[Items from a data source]
● ● ● ● ● ● ●
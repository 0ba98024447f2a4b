//! Traits and errors shared by readers and writers.

use crate::ir::Document;

/// Error that can occur while reading a user-authored source file.
#[derive(Debug, thiserror::Error)]
pub enum ReadError {
    #[error("parse error: {0}")]
    Parse(String),
}

/// A writer emits a document as source code in a target language.
pub trait Writer: Send + Sync {
    /// File extension for output (e.g., "ts").
    fn extension(&self) -> &'static str;

    /// Emit the document as a complete file, generated-file banner included.
    fn write(&self, document: &Document) -> String;
}
//! Type/validator module builder.
//!
//! Statement order: primary schema, one schema per portal, the portal
//! aggregate (only with portals), then every non-empty value list.

use super::{
    GenerationUnit, portals_type_name, portals_validator_name, type_name, validator_name,
    value_list_type_name, value_list_validator_name,
};
use crate::ir::{Backend, SchemaEntry, ValueList};
use crate::lower::{lower, value_list_type, value_list_validator, z};
use crate::sanitize::sanitize;
use layoutgen_syntax::{Document, Expr, Stmt, Type};
use std::collections::HashSet;

/// Build the schema module for `unit` in its backend.
pub fn build_schema_module(unit: &GenerationUnit) -> Document {
    match unit.backend {
        Backend::Validator => build_validator_module(unit),
        Backend::TypesOnly => build_types_module(unit),
    }
}

fn build_validator_module(unit: &GenerationUnit) -> Document {
    let mut doc = Document::new(vec![Stmt::import(vec!["z".into()], "zod")]);

    doc.extend(validator_pair(unit, &unit.schema_name, &unit.schema));
    for portal in &unit.portals {
        doc.extend(validator_pair(unit, &portal.schema_name, &portal.schema));
    }

    if unit.has_portals() {
        let members = unit
            .portals
            .iter()
            .map(|portal| {
                let item = Expr::ident(validator_name(&portal.schema_name));
                (portal.schema_name.clone(), z("array", vec![item]))
            })
            .collect();
        let name = portals_validator_name(&unit.schema_name);
        doc.push(Stmt::export_const(
            &name,
            z("object", vec![Expr::object_multiline(members)]),
        ));
        doc.push(Stmt::export_type(
            portals_type_name(&unit.schema_name),
            infer(&name),
        ));
    }

    for list in emitted_value_lists(&unit.value_lists) {
        let name = value_list_validator_name(&list.name);
        doc.push(Stmt::export_const(&name, value_list_validator(&list.values)));
        doc.push(Stmt::export_type(value_list_type_name(&list.name), infer(&name)));
    }

    doc
}

fn build_types_module(unit: &GenerationUnit) -> Document {
    let mut doc = Document::default();

    doc.push(object_type(unit, &unit.schema_name, &unit.schema));
    for portal in &unit.portals {
        doc.push(object_type(unit, &portal.schema_name, &portal.schema));
    }

    if unit.has_portals() {
        let members = unit
            .portals
            .iter()
            .map(|portal| {
                let item = Type::reference(type_name(&portal.schema_name));
                (portal.schema_name.clone(), Type::array(item))
            })
            .collect();
        doc.push(Stmt::export_type(
            portals_type_name(&unit.schema_name),
            Type::Object(members),
        ));
    }

    for list in emitted_value_lists(&unit.value_lists) {
        doc.push(Stmt::export_type(
            value_list_type_name(&list.name),
            value_list_type(&list.values),
        ));
    }

    doc
}

/// `export const Z<name> = z.object({...});` and its inferred `T<name>`.
fn validator_pair(unit: &GenerationUnit, name: &str, schema: &[SchemaEntry]) -> [Stmt; 2] {
    let members = schema
        .iter()
        .filter_map(|entry| {
            let lowered = lower(entry, unit.strict_numbers, unit.backend);
            lowered.validator.map(|validator| (entry.name.clone(), validator))
        })
        .collect();
    let z_name = validator_name(name);
    [
        Stmt::export_const(&z_name, z("object", vec![Expr::object_multiline(members)])),
        Stmt::export_type(type_name(name), infer(&z_name)),
    ]
}

/// `export type T<name> = { field: type; ... };`
fn object_type(unit: &GenerationUnit, name: &str, schema: &[SchemaEntry]) -> Stmt {
    let members = schema
        .iter()
        .map(|entry| {
            let lowered = lower(entry, unit.strict_numbers, unit.backend);
            (entry.name.clone(), lowered.ty)
        })
        .collect();
    Stmt::export_type(type_name(name), Type::Object(members))
}

/// `z.infer<typeof name>`
fn infer(validator: &str) -> Type {
    Type::generic("z.infer", vec![Type::type_of(validator)])
}

/// Value lists worth emitting: at least one member, and an identifier not
/// already taken by an earlier list.
fn emitted_value_lists(lists: &[ValueList]) -> impl Iterator<Item = &ValueList> {
    let mut taken = HashSet::new();
    lists.iter().filter(move |list| {
        if list.values.is_empty() {
            return false;
        }
        if !taken.insert(sanitize(&list.name)) {
            tracing::warn!(value_list = %list.name, "value list name collides after sanitizing, skipped");
            return false;
        }
        true
    })
}

#[cfg(test)]
mod tests {
    use super::*;
    use crate::input::NormalizedLayout;
    use crate::ir::{FieldKind, PortalSchema};
    use crate::output::EnvNames;
    use layoutgen_syntax::TypeScriptWriter;

    fn person_with_orders(backend: Backend) -> GenerationUnit {
        let layout = NormalizedLayout {
            schema: vec![
                SchemaEntry::new("name", FieldKind::String),
                SchemaEntry::new("age", FieldKind::FmNumber),
            ],
            portals: vec![PortalSchema {
                schema_name: "Order".into(),
                schema: vec![SchemaEntry::new("Order::total", FieldKind::FmNumber)],
            }],
            value_lists: vec![],
        };
        GenerationUnit::new("Person", "Person", layout, backend, EnvNames::default())
    }

    fn print(unit: &GenerationUnit) -> String {
        TypeScriptWriter::emit(&build_schema_module(unit))
    }

    #[test]
    fn types_only_portal_aggregate() {
        let out = print(&person_with_orders(Backend::TypesOnly));
        assert!(out.contains("export type TPerson = {\n  name: string;\n  age: number | string;\n};"));
        assert!(out.contains("export type TOrder = {\n  \"Order::total\": number | string;\n};"));
        assert!(out.contains("export type TPersonPortals = {\n  Order: TOrder[];\n};"));
        assert!(!out.contains("zod"));
    }

    #[test]
    fn validator_portal_aggregate_wraps_in_array() {
        let out = print(&person_with_orders(Backend::Validator));
        assert!(out.starts_with("import { z } from \"zod\";\n"));
        assert!(out.contains("export const ZPersonPortals = z.object({\n  Order: z.array(ZOrder),\n});"));
        assert!(out.contains("export type TPersonPortals = z.infer<typeof ZPersonPortals>;"));
    }

    #[test]
    fn no_portals_no_aggregate() {
        let mut unit = person_with_orders(Backend::Validator);
        unit.portals.clear();
        let out = print(&unit);
        assert!(!out.contains("Portals"));
    }

    #[test]
    fn empty_and_colliding_value_lists_are_skipped() {
        let mut unit = person_with_orders(Backend::Validator);
        unit.value_lists = vec![
            ValueList::new("Yes No", vec!["Yes", "No"]),
            ValueList::new("Empty", vec![]),
            ValueList::new("YesNo", vec!["Y", "N"]),
        ];
        let out = print(&unit);
        assert!(out.contains("export const ZVLYesNo = z.enum([\"Yes\", \"No\"]);"));
        assert!(out.contains("export type TVLYesNo = z.infer<typeof ZVLYesNo>;"));
        assert!(!out.contains("ZVLEmpty"));
        assert_eq!(out.matches("export const ZVLYesNo").count(), 1);
    }

    #[test]
    fn types_only_value_list_is_exported_union() {
        let mut unit = person_with_orders(Backend::TypesOnly);
        unit.value_lists = vec![ValueList::new("Sizes", vec!["S", "M"])];
        let out = print(&unit);
        assert!(out.ends_with("export type TVLSizes = \"S\" | \"M\";\n"));
    }

    #[test]
    fn strict_numbers_reach_both_backends() {
        let mut unit = person_with_orders(Backend::Validator);
        unit.strict_numbers = true;
        let out = print(&unit);
        assert!(out.contains("  age: z.coerce.number().nullable().catch(null),\n"));
        assert!(out.contains("  \"Order::total\": z.coerce.number().nullable().catch(null),\n"));

        unit.backend = Backend::TypesOnly;
        let out = print(&unit);
        assert!(out.contains("  age: number | null;\n"));
        assert!(out.contains("  \"Order::total\": number | null;\n"));
    }

    #[test]
    fn identifiers_use_sanitized_schema_name() {
        let mut unit = person_with_orders(Backend::Validator);
        unit.schema_name = "2024 Sales Data".into();
        let out = print(&unit);
        assert!(out.contains("export const ZSalesData = z.object({"));
        assert!(out.contains("export type TSalesData = z.infer<typeof ZSalesData>;"));
        assert!(out.contains("export const ZSalesDataPortals"));
    }
}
● ● ● ● ● ● ●
**Exercise brief**
Going through the data above, count the lines where the string "extension" appears, and answer with only that number.

**Reply to the exercise**
2